Лилия Шевцова: Улицу не закончит власть.
Анна Качкаева: Давайте подведем итог части про улицу, про перспективы и второе дыхание власти. Дмитрий Орешкин несколько раз говорил об этом, ну и вам, конечно, восточноевропейский опыт знаком, он говорит о том, что ему нынешняя ситуация напоминает «польский вариант» 70-х годов. Тоже движение, попытки сотрудничать, некоторая эйфория, попытка реформировать, потом презрение, нежелание и так далее, «закручивание гаек». И остаются два варианта: мягкая эволюция или военное положение. Может быть, в нынешних реалиях, все-таки уже столько лет прошло, не военное положение, но жесткая история. Мы на этой развилке сейчас? Или что-то другое, Орешкин неверную аналогию приводит?
Лилия Шевцова: Я думаю, что можно находить аналогии между нынешней нашей стадией и отдельными периодами в жизни разных стран, включая Польшу. Но есть одно отличие между ситуацией 2012 года и Польшей конца 70-х, да и все 80-ые годы. Там все же так называемое креативное меньшинство, интеллектуальное меньшинство, городские образованные люди, и прежде всего – интеллектуалы, во-первых, смогли сконсолидироваться, во-вторых, они образовали жесткую альтернативу государству и власти, бойкотируя власть. Собственно, сотрудничали с властью в 80-ые годы, и особенно в конце 80-х годов, уже только одиночки. И затем польские интеллектуалы пошли в народ, как русские народники делали в конце XIX века. И они помогли создать движение солидарности. Вот этих двух элементов у нас пока нет, к сожалению.
Что касается возможных сценариев на ближайшее будущее. Время спрессовано, и мы за один год, за несколько месяцев проходим то, что мы могли проходить раньше за десятилетия. За эти четыре месяца мы научились очень многому и приобрели огромный, бесценный опыт, который мы должны немножечко изучить и из него извлечь уроки. Я думаю, что власть в ответ на движение общества, которое, несомненно, будет продолжаться... и возможно, будет продолжаться в рамках механизма цунами: идет первая волна океана, затем она падает, уходит в песок, молчание, затем вторая, третья, а затем тишина, пока не поднимется цунами. Мы не знаем, в каком периоде между волнами мы находимся и когда подойдет цунами.
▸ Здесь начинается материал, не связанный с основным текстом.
//! Predicate registration and AND-composition.
//!
//! One [`FilterRegistry`] exists per queryable entity shape (endpoint
//! group, endpoint variant, service). Registries are populated by an
//! explicit builder step during engine construction (see [`tables`]) and
//! are read-only afterwards, so queries need no locking.

pub mod pipeline;
pub mod tables;

use std::collections::BTreeMap;
use std::sync::Arc;

use crate::types::QueryParams;

/// A registered predicate: a pure, stateless test of one entity against
/// the values supplied for one query parameter.
pub type FilterFn<T> = Arc<dyn Fn(&[String], &T) -> bool + Send + Sync>;

/// Mapping from query-parameter name to predicate for one entity shape.
///
/// Registration is last-writer-wins and happens only during engine
/// construction; there is no removal operation.
pub struct FilterRegistry<T> {
    filters: BTreeMap<&'static str, FilterFn<T>>,
}

impl<T> FilterRegistry<T> {
    /// Create an empty registry.
    pub fn new() -> Self {
        Self {
            filters: BTreeMap::new(),
        }
    }

    /// Register a predicate under a parameter name.
    ///
    /// Registering the same name again replaces the previous predicate.
    pub fn register<F>(&mut self, name: &'static str, filter: F)
    where
        F: Fn(&[String], &T) -> bool + Send + Sync + 'static,
    {
        self.filters.insert(name, Arc::new(filter));
    }

    /// Look up the predicate registered under a parameter name.
    pub fn lookup(&self, name: &str) -> Option<&FilterFn<T>> {
        self.filters.get(name)
    }

    /// Number of registered parameter names.
    pub fn len(&self) -> usize {
        self.filters.len()
    }

    /// True if nothing is registered.
    pub fn is_empty(&self) -> bool {
        self.filters.is_empty()
    }

    /// Bind the predicates named by `query` into the active AND set.
    ///
    /// Parameters unknown to this registry are silently ignored. A
    /// parameter whose value list is empty or contains any empty string is
    /// treated as absent: malformed query strings must not over-match. If
    /// nothing binds, the set holds a single always-true predicate so
    /// downstream logic never special-cases "no filters".
    pub fn compose(&self, query: &QueryParams) -> ActiveFilters<T> {
        let mut bound = Vec::new();
        for (name, filter) in &self.filters {
            let Some(values) = query.values(name) else {
                continue;
            };
            if values.is_empty() || values.iter().any(|v| v.is_empty()) {
                continue;
            }
            bound.push(BoundFilter {
                values: values.to_vec(),
                filter: Arc::clone(filter),
            });
        }
        if bound.is_empty() {
            bound.push(BoundFilter {
                values: Vec::new(),
                filter: Arc::new(|_, _| true),
            });
        }
        ActiveFilters { filters: bound }
    }
}

impl<T> Default for FilterRegistry<T> {
    fn default() -> Self {
        Self::new()
    }
}

/// A predicate bound to the query values supplied for its parameter.
pub struct BoundFilter<T> {
    values: Vec<String>,
    filter: FilterFn<T>,
}

impl<T> BoundFilter<T> {
    /// Evaluate the predicate against one entity.
    pub fn matches(&self, entity: &T) -> bool {
        (self.filter)(&self.values, entity)
    }
}

/// The active predicate set for one request.
///
/// Combination is logical AND: an entity passes only if every bound
/// predicate returns true.
pub struct ActiveFilters<T> {
    filters: Vec<BoundFilter<T>>,
}

impl<T> ActiveFilters<T> {
    /// True if the entity satisfies every active predicate.
    pub fn matches(&self, entity: &T) -> bool {
        self.filters.iter().all(|f| f.matches(entity))
    }

    /// Number of bound predicates (at least one; see
    /// [`FilterRegistry::compose`]).
    pub fn len(&self) -> usize {
        self.filters.len()
    }

    /// Never true: composition always yields at least the match-all
    /// predicate.
    pub fn is_empty(&self) -> bool {
        self.filters.is_empty()
    }
}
А цунами – это не только протест «хомячков», рассерженных горожан, это протест и провинциальной, «закольцевой» России, это протест социально-экономический. И мы не знаем, соединятся ли эти две волны либо же остальная волна накроет всех. Поэтому реагируя на механизм цунами, о котором власть, несомненно, думает, размышляет... я думаю, у них постоянно работающий генеральный штаб, который думает, что делать сегодня, завтра, и особых решений-то нет. Я думаю, что они будут чередовать разные варианты. Они будут использовать и тактику усмирения, и тактику выборочного устрашения, различную тактику в Москве и в регионах. Проблема в том, насколько долго они смогут удержать формирование политической альтернативы. Если они открывают форточку – они облегчают создание этой альтернативы, которая может быть жидкой, включать разные элементы, от Навального до либералов системных, заканчивая Кудриным. Если же власть ужесточит свое влияние, давление на общество, будет использовать гораздо чаще и больше репрессивные механизмы, она, возможно, еще быстрее сконсолидирует системную альтернативу себе самой. Поэтому в каком направлении ни пойдет власть, везде она встретит одно и то же. Проблема во времени и, может быть, в повестке дня ответного движения общества.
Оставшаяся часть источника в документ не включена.